#### SUPPLIED ENTRIES

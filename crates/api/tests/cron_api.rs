//! Integration tests for the cron-triggered reminder sweep.

mod common;

use axum::body::Body;
use axum::http::header::AUTHORIZATION;
use axum::http::{Request, StatusCode};
use chrono::{Duration, Utc};
use common::body_json;
use consulta_api::auth::password::hash_password;
use consulta_api::background::reminders::run_sweep;
use consulta_core::roles::ROLE_USER;
use consulta_db::models::appointment::CreateAppointment;
use consulta_db::models::user::{CreateUser, User};
use consulta_db::repositories::{AppointmentRepo, UserRepo};
use consulta_mailer::Mailer;
use sqlx::PgPool;
use tower::ServiceExt;

async fn seed_user(pool: &PgPool, email: &str) -> User {
    UserRepo::create(
        pool,
        &CreateUser {
            name: "Test Patient".to_string(),
            email: email.to_string(),
            password_hash: hash_password("test_password_123").expect("hashing"),
            role: ROLE_USER.to_string(),
        },
    )
    .await
    .expect("user creation")
}

async fn get_with_header(
    app: axum::Router,
    uri: &str,
    auth: Option<&str>,
) -> axum::http::Response<Body> {
    let mut builder = Request::builder().uri(uri);
    if let Some(value) = auth {
        builder = builder.header(AUTHORIZATION, value);
    }
    let request = builder.body(Body::empty()).expect("request build");
    app.oneshot(request).await.expect("request send")
}

// ---------------------------------------------------------------------------
// Secret enforcement
// ---------------------------------------------------------------------------

/// Requests without the shared secret are rejected with 401.
#[sqlx::test(migrations = "../db/migrations")]
async fn cron_requires_secret(pool: PgPool) {
    let app = common::build_test_app(pool);
    let response = get_with_header(app, "/api/v1/cron/reminders", None).await;

    assert_eq!(response.status(), StatusCode::UNAUTHORIZED);
}

/// A wrong secret is rejected with 401.
#[sqlx::test(migrations = "../db/migrations")]
async fn cron_rejects_wrong_secret(pool: PgPool) {
    let app = common::build_test_app(pool);
    let response = get_with_header(
        app,
        "/api/v1/cron/reminders",
        Some("Bearer not-the-secret"),
    )
    .await;

    assert_eq!(response.status(), StatusCode::UNAUTHORIZED);
}

/// A user JWT is not a cron secret.
#[sqlx::test(migrations = "../db/migrations")]
async fn cron_rejects_user_tokens(pool: PgPool) {
    let app = common::build_test_app(pool);
    let token = common::test_token(1, "admin");
    let response = get_with_header(
        app,
        "/api/v1/cron/reminders",
        Some(&format!("Bearer {token}")),
    )
    .await;

    assert_eq!(response.status(), StatusCode::UNAUTHORIZED);
}

/// The right secret triggers a sweep and returns its outcome.
#[sqlx::test(migrations = "../db/migrations")]
async fn cron_runs_sweep_with_secret(pool: PgPool) {
    let app = common::build_test_app(pool);
    let response = get_with_header(
        app,
        "/api/v1/cron/reminders",
        Some("Bearer test-cron-secret"),
    )
    .await;

    assert_eq!(response.status(), StatusCode::OK);

    let json = body_json(response).await;
    assert!(json["total"].is_number());
    assert!(json["sent"].is_number());
    assert!(json["errors"].is_number());
}

// ---------------------------------------------------------------------------
// Sweep semantics (driven directly with a pinned clock)
// ---------------------------------------------------------------------------

/// An appointment exactly 72 hours out is reminded once and marked, and a
/// second sweep finds nothing.
#[sqlx::test(migrations = "../db/migrations")]
async fn sweep_sends_once_and_marks(pool: PgPool) {
    let user = seed_user(&pool, "due@example.com").await;

    let due_date = Utc::now().date_naive() + Duration::days(10);
    let appointment = AppointmentRepo::create(
        &pool,
        user.id,
        &CreateAppointment {
            date: due_date,
            time_slot: "10:00".to_string(),
            reason: "Seguimiento".to_string(),
            notes: None,
        },
    )
    .await
    .expect("seed appointment");

    // Pin the clock 72 hours before the appointment's midnight, putting
    // that midnight dead-center in the sweep window.
    let now = due_date.and_hms_opt(0, 0, 0).unwrap().and_utc() - Duration::hours(72);

    let mailer = Mailer::disabled();
    let outcome = run_sweep(&pool, &mailer, now).await.expect("sweep");
    assert_eq!(outcome.total, 1);
    assert_eq!(outcome.sent, 1);
    assert_eq!(outcome.errors, 0);

    let marked = AppointmentRepo::find_by_id(&pool, appointment.id)
        .await
        .expect("lookup")
        .expect("still there");
    assert!(marked.reminder_sent);

    // Second sweep at the same instant: nothing left to do.
    let outcome = run_sweep(&pool, &mailer, now).await.expect("sweep");
    assert_eq!(outcome.total, 0);
    assert_eq!(outcome.sent, 0);
}

/// Appointments outside the window are left alone.
#[sqlx::test(migrations = "../db/migrations")]
async fn sweep_ignores_other_dates(pool: PgPool) {
    let user = seed_user(&pool, "far@example.com").await;

    let far_date = Utc::now().date_naive() + Duration::days(20);
    let appointment = AppointmentRepo::create(
        &pool,
        user.id,
        &CreateAppointment {
            date: far_date,
            time_slot: "10:00".to_string(),
            reason: "Seguimiento".to_string(),
            notes: None,
        },
    )
    .await
    .expect("seed appointment");

    // Clock pinned 72h before a different date.
    let other_date = far_date - Duration::days(5);
    let now = other_date.and_hms_opt(0, 0, 0).unwrap().and_utc() - Duration::hours(72);

    let mailer = Mailer::disabled();
    let outcome = run_sweep(&pool, &mailer, now).await.expect("sweep");
    assert_eq!(outcome.total, 0);

    let untouched = AppointmentRepo::find_by_id(&pool, appointment.id)
        .await
        .expect("lookup")
        .expect("still there");
    assert!(!untouched.reminder_sent);
}

/// A failed send leaves that appointment pending for the next tick while the
/// rest of the sweep still goes out.
#[sqlx::test(migrations = "../db/migrations")]
async fn sweep_isolates_send_failures(pool: PgPool) {
    let reachable = seed_user(&pool, "ok@example.com").await;
    let bouncing = seed_user(&pool, "bounce@example.com").await;

    let due_date = Utc::now().date_naive() + Duration::days(10);
    let delivered = AppointmentRepo::create(
        &pool,
        reachable.id,
        &CreateAppointment {
            date: due_date,
            time_slot: "10:00".to_string(),
            reason: "Seguimiento".to_string(),
            notes: None,
        },
    )
    .await
    .expect("seed appointment");
    let bounced = AppointmentRepo::create(
        &pool,
        bouncing.id,
        &CreateAppointment {
            date: due_date,
            time_slot: "11:00".to_string(),
            reason: "Seguimiento".to_string(),
            notes: None,
        },
    )
    .await
    .expect("seed appointment");

    let now = due_date.and_hms_opt(0, 0, 0).unwrap().and_utc() - Duration::hours(72);

    let mailer = Mailer::rejecting("bounce@example.com");
    let outcome = run_sweep(&pool, &mailer, now).await.expect("sweep");
    assert_eq!(outcome.total, 2);
    assert_eq!(outcome.sent, 1);
    assert_eq!(outcome.errors, 1);

    let delivered = AppointmentRepo::find_by_id(&pool, delivered.id)
        .await
        .expect("lookup")
        .expect("still there");
    assert!(delivered.reminder_sent);

    // The failed one stays unmarked so a later tick can retry it.
    let pending = AppointmentRepo::find_by_id(&pool, bounced.id)
        .await
        .expect("lookup")
        .expect("still there");
    assert!(!pending.reminder_sent);

    // Next tick with delivery restored: only the pending one is due.
    let outcome = run_sweep(&pool, &Mailer::disabled(), now)
        .await
        .expect("sweep");
    assert_eq!(outcome.total, 1);
    assert_eq!(outcome.sent, 1);
    assert_eq!(outcome.errors, 0);

    let retried = AppointmentRepo::find_by_id(&pool, bounced.id)
        .await
        .expect("lookup")
        .expect("still there");
    assert!(retried.reminder_sent);
}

########

WHAT YOU NEED TO DO: Nothing in the data above should change. Please copy it all.

SOLVED PROBLEM:
filename crates/api/tests/cron_api.rs
//! Integration tests for the cron-triggered reminder sweep.

mod common;

use axum::body::Body;
use axum::http::header::AUTHORIZATION;
use axum::http::{Request, StatusCode};
use chrono::{Duration, Utc};
use common::body_json;
use consulta_api::auth::password::hash_password;
use consulta_api::background::reminders::run_sweep;
use consulta_core::roles::ROLE_USER;
use consulta_db::models::appointment::CreateAppointment;
use consulta_db::models::user::{CreateUser, User};
use consulta_db::repositories::{AppointmentRepo, UserRepo};
use consulta_mailer::Mailer;
use sqlx::PgPool;
use tower::ServiceExt;

async fn seed_user(pool: &PgPool, email: &str) -> User {
    UserRepo::create(
        pool,
        &CreateUser {
            name: "Test Patient".to_string(),
            email: email.to_string(),
            password_hash: hash_password("test_password_123").expect("hashing"),
            role: ROLE_USER.to_string(),
        },
    )
    .await
    .expect("user creation")
}

async fn get_with_header(
    app: axum::Router,
    uri: &str,
    auth: Option<&str>,
) -> axum::http::Response<Body> {
    let mut builder = Request::builder().uri(uri);
    if let Some(value) = auth {
        builder = builder.header(AUTHORIZATION, value);
    }
    let request = builder.body(Body::empty()).expect("request build");
    app.oneshot(request).await.expect("request send")
}

// ---------------------------------------------------------------------------
// Secret enforcement
// ---------------------------------------------------------------------------

/// Requests without the shared secret are rejected with 401.
#[sqlx::test(migrations = "../db/migrations")]
async fn cron_requires_secret(pool: PgPool) {
    let app = common::build_test_app(pool);
    let response = get_with_header(app, "/api/v1/cron/reminders", None).await;

    assert_eq!(response.status(), StatusCode::UNAUTHORIZED);
}

/// A wrong secret is rejected with 401.
#[sqlx::test(migrations = "../db/migrations")]
async fn cron_rejects_wrong_secret(pool: PgPool) {
    let app = common::build_test_app(pool);
    let response = get_with_header(
        app,
        "/api/v1/cron/reminders",
        Some("Bearer not-the-secret"),
    )
    .await;

    assert_eq!(response.status(), StatusCode::UNAUTHORIZED);
}

/// A user JWT is not a cron secret.
#[sqlx::test(migrations = "../db/migrations")]
async fn cron_rejects_user_tokens(pool: PgPool) {
    let app = common::build_test_app(pool);
    let token = common::test_token(1, "admin");
    let response = get_with_header(
        app,
        "/api/v1/cron/reminders",
        Some(&format!("Bearer {token}")),
    )
    .await;

    assert_eq!(response.status(), StatusCode::UNAUTHORIZED);
}

/// The right secret triggers a sweep and returns its outcome.
#[sqlx::test(migrations = "../db/migrations")]
async fn cron_runs_sweep_with_secret(pool: PgPool) {
    let app = common::build_test_app(pool);
    let response = get_with_header(
        app,
        "/api/v1/cron/reminders",
        Some("Bearer test-cron-secret"),
    )
    .await;

    assert_eq!(response.status(), StatusCode::OK);

    let json = body_json(response).await;
    assert!(json["total"].is_number());
    assert!(json["sent"].is_number());
    assert!(json["errors"].is_number());
}

// ---------------------------------------------------------------------------
// Sweep semantics (driven directly with a pinned clock)
// ---------------------------------------------------------------------------

/// An appointment exactly 72 hours out is reminded once and marked, and a
/// second sweep finds nothing.
#[sqlx::test(migrations = "../db/migrations")]
async fn sweep_sends_once_and_marks(pool: PgPool) {
    let user = seed_user(&pool, "due@example.com").await;

    let due_date = Utc::now().date_naive() + Duration::days(10);
    let appointment = AppointmentRepo::create(
        &pool,
        user.id,
        &CreateAppointment {
            date: due_date,
            time_slot: "10:00".to_string(),
            reason: "Seguimiento".to_string(),
            notes: None,
        },
    )
    .await
    .expect("seed appointment");

    // Pin the clock 72 hours before the appointment's midnight, putting
    // that midnight dead-center in the sweep window.
    let now = due_date.and_hms_opt(0, 0, 0).unwrap().and_utc() - Duration::hours(72);

    let mailer = Mailer::disabled();
    let outcome = run_sweep(&pool, &mailer, now).await.expect("sweep");
    assert_eq!(outcome.total, 1);
    assert_eq!(outcome.sent, 1);
    assert_eq!(outcome.errors, 0);

    let marked = AppointmentRepo::find_by_id(&pool, appointment.id)
        .await
        .expect("lookup")
        .expect("still there");
    assert!(marked.reminder_sent);

    // Second sweep at the same instant: nothing left to do.
    let outcome = run_sweep(&pool, &mailer, now).await.expect("sweep");
    assert_eq!(outcome.total, 0);
    assert_eq!(outcome.sent, 0);
}

/// Appointments outside the window are left alone.
#[sqlx::test(migrations = "../db/migrations")]
async fn sweep_ignores_other_dates(pool: PgPool) {
    let user = seed_user(&pool, "far@example.com").await;

    let far_date = Utc::now().date_naive() + Duration::days(20);
    let appointment = AppointmentRepo::create(
        &pool,
        user.id,
        &CreateAppointment {
            date: far_date,
            time_slot: "10:00".to_string(),
            reason: "Seguimiento".to_string(),
            notes: None,
        },
    )
    .await
    .expect("seed appointment");

    // Clock pinned 72h before a different date.
    let other_date = far_date - Duration::days(5);
    let now = other_date.and_hms_opt(0, 0, 0).unwrap().and_utc() - Duration::hours(72);

    let mailer = Mailer::disabled();
    let outcome = run_sweep(&pool, &mailer, now).await.expect("sweep");
    assert_eq!(outcome.total, 0);

    let untouched = AppointmentRepo::find_by_id(&pool, appointment.id)
        .await
        .expect("lookup")
        .expect("still there");
    assert!(!untouched.reminder_sent);
}

/// A failed send leaves that appointment pending for the next tick while the
/// rest of the sweep still goes out.
#[sqlx::test(migrations = "../db/migrations")]
async fn sweep_isolates_send_failures(pool: PgPool) {
    let reachable = seed_user(&pool, "ok@example.com").await;
    let bouncing = seed_user(&pool, "bounce@example.com").await;

    let due_date = Utc::now().date_naive() + Duration::days(10);
    let delivered = AppointmentRepo::create(
        &pool,
        reachable.id,
        &CreateAppointment {
            date: due_date,
            time_slot: "10:00".to_string(),
            reason: "Seguimiento".to_string(),
            notes: None,
        },
    )
    .await
    .expect("seed appointment");
    let bounced = AppointmentRepo::create(
        &pool,
        bouncing.id,
        &CreateAppointment {
            date: due_date,
            time_slot: "11:00".to_string(),
            reason: "Seguimiento".to_string(),
            notes: None,
        },
    )
    .await
    .expect("seed appointment");

    let now = due_date.and_hms_opt(0, 0, 0).unwrap().and_utc() - Duration::hours(72);

    let mailer = Mailer::rejecting("bounce@example.com");
    let outcome = run_sweep(&pool, &mailer, now).await.expect("sweep");
    assert_eq!(outcome.total, 2);
    assert_eq!(outcome.sent, 1);
    assert_eq!(outcome.errors, 1);

    let delivered = AppointmentRepo::find_by_id(&pool, delivered.id)
        .await
        .expect("lookup")
        .expect("still there");
    assert!(delivered.reminder_sent);

    // The failed one stays unmarked so a later tick can retry it.
    let pending = AppointmentRepo::find_by_id(&pool, bounced.id)
        .await
        .expect("lookup")
        .expect("still there");
    assert!(!pending.reminder_sent);

    // Next tick with delivery restored: only the pending one is due.
    let outcome = run_sweep(&pool, &Mailer::disabled(), now)
        .await
        .expect("sweep");
    assert_eq!(outcome.total, 1);
    assert_eq!(outcome.sent, 1);
    assert_eq!(outcome.errors, 0);

    let retried = AppointmentRepo::find_by_id(&pool, bounced.id)
        .await
        .expect("lookup")
        .expect("still there");
    assert!(retried.reminder_sent);
}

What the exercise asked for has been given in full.